▶ [Work instructions]
Pull from the data below each line where the word "serde" occurs, and copy it.

▶ [Data to examine]
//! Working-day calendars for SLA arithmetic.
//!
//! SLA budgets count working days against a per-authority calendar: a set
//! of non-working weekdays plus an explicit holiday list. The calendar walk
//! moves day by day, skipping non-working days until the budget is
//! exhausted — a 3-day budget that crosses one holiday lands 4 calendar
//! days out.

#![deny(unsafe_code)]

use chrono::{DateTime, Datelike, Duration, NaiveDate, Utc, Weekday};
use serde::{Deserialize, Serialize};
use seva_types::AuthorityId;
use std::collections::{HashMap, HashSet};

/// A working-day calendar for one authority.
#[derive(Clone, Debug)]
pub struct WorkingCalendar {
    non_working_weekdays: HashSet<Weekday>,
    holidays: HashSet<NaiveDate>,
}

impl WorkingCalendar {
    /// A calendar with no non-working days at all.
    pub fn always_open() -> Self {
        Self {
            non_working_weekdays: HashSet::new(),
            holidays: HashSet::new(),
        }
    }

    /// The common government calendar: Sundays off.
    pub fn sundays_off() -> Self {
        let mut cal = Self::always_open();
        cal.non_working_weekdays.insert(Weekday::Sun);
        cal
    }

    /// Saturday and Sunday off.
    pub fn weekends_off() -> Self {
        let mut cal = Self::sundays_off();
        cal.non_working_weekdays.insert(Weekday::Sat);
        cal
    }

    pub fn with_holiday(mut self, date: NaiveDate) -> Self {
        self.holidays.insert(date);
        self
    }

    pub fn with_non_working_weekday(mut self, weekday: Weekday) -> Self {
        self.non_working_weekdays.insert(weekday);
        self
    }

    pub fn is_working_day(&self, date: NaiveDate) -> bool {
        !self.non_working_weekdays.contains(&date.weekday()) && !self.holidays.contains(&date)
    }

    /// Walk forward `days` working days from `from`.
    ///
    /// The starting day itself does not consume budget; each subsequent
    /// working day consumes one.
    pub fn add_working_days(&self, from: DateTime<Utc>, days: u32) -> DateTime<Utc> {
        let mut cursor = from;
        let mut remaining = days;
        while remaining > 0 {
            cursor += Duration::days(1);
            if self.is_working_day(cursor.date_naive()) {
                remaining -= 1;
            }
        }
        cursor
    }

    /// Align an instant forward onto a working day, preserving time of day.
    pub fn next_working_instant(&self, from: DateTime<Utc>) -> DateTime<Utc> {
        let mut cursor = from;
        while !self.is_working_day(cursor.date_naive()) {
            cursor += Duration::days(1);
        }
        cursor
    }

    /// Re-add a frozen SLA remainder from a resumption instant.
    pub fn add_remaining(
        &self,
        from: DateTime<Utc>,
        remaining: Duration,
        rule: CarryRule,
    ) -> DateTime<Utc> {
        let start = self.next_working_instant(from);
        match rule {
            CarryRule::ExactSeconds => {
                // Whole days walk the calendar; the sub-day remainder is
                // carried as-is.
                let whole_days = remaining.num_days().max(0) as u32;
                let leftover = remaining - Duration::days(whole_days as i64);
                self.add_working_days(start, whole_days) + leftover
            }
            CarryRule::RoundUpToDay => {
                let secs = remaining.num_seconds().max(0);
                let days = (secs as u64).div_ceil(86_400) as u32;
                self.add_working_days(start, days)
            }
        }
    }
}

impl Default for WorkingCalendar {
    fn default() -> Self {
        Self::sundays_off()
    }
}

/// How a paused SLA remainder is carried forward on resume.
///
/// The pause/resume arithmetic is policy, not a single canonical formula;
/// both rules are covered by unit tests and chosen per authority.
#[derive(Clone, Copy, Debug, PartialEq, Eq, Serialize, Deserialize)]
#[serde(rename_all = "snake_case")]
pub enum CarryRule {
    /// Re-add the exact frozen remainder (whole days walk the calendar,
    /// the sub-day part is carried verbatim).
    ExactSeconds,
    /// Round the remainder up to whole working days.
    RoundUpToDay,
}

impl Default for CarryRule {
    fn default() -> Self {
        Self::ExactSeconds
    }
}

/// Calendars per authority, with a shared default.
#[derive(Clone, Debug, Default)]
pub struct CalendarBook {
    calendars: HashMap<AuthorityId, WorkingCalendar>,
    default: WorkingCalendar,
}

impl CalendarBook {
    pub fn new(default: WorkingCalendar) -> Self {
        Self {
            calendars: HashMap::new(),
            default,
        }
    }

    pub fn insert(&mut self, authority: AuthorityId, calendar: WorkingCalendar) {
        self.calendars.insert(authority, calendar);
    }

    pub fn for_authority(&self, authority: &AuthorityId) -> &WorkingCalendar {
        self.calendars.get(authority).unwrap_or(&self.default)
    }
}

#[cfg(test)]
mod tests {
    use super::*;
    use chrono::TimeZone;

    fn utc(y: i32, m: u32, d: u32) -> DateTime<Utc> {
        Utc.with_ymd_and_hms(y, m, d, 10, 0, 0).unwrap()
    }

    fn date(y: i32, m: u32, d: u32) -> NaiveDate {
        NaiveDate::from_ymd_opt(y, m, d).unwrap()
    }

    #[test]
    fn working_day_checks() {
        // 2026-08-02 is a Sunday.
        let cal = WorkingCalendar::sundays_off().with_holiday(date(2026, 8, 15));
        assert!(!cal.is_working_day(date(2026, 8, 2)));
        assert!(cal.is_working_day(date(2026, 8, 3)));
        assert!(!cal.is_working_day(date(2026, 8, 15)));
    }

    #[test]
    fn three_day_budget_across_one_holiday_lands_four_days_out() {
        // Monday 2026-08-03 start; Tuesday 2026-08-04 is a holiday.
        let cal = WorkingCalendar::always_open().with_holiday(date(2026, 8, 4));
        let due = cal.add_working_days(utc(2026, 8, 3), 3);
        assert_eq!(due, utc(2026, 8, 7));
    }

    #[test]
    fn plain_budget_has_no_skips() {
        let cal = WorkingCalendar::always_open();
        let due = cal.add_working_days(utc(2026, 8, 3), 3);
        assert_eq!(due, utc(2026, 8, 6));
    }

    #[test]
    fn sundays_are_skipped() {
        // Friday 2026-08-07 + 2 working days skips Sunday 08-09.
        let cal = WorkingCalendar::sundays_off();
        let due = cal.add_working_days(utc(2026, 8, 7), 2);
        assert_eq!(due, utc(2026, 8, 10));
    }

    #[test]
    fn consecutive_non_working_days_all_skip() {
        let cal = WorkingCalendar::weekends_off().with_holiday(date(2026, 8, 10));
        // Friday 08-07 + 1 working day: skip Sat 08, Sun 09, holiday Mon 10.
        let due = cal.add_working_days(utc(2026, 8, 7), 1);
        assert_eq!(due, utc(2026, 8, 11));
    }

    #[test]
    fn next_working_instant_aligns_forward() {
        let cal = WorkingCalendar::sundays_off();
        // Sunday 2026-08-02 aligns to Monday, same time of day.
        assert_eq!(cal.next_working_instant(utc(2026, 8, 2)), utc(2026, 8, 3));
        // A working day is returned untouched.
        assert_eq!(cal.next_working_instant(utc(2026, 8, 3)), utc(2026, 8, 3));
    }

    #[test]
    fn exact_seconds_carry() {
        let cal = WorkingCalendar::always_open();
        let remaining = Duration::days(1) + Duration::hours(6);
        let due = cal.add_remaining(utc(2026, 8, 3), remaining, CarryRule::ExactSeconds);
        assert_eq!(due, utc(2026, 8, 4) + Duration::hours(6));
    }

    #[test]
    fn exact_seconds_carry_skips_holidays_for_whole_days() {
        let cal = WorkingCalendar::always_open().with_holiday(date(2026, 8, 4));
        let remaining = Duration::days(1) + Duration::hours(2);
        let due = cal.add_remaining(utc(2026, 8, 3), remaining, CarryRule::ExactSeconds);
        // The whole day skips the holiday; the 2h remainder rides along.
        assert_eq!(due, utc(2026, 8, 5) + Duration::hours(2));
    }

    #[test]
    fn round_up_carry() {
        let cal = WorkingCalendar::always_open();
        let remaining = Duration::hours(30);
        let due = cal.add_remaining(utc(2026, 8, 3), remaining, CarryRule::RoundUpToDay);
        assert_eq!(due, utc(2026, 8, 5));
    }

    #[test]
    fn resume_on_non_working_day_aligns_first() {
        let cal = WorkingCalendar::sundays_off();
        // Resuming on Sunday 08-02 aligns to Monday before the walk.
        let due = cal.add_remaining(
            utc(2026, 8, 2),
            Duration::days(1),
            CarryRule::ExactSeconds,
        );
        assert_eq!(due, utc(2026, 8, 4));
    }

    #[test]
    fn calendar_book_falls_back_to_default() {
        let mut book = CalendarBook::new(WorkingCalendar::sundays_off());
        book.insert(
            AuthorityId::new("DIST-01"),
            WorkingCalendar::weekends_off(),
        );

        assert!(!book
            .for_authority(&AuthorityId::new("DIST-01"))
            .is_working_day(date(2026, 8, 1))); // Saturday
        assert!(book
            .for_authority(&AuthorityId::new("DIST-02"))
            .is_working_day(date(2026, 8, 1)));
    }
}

▶ [Task solution]
use serde::{Deserialize, Serialize};
#[serde(rename_all = "snake_case")]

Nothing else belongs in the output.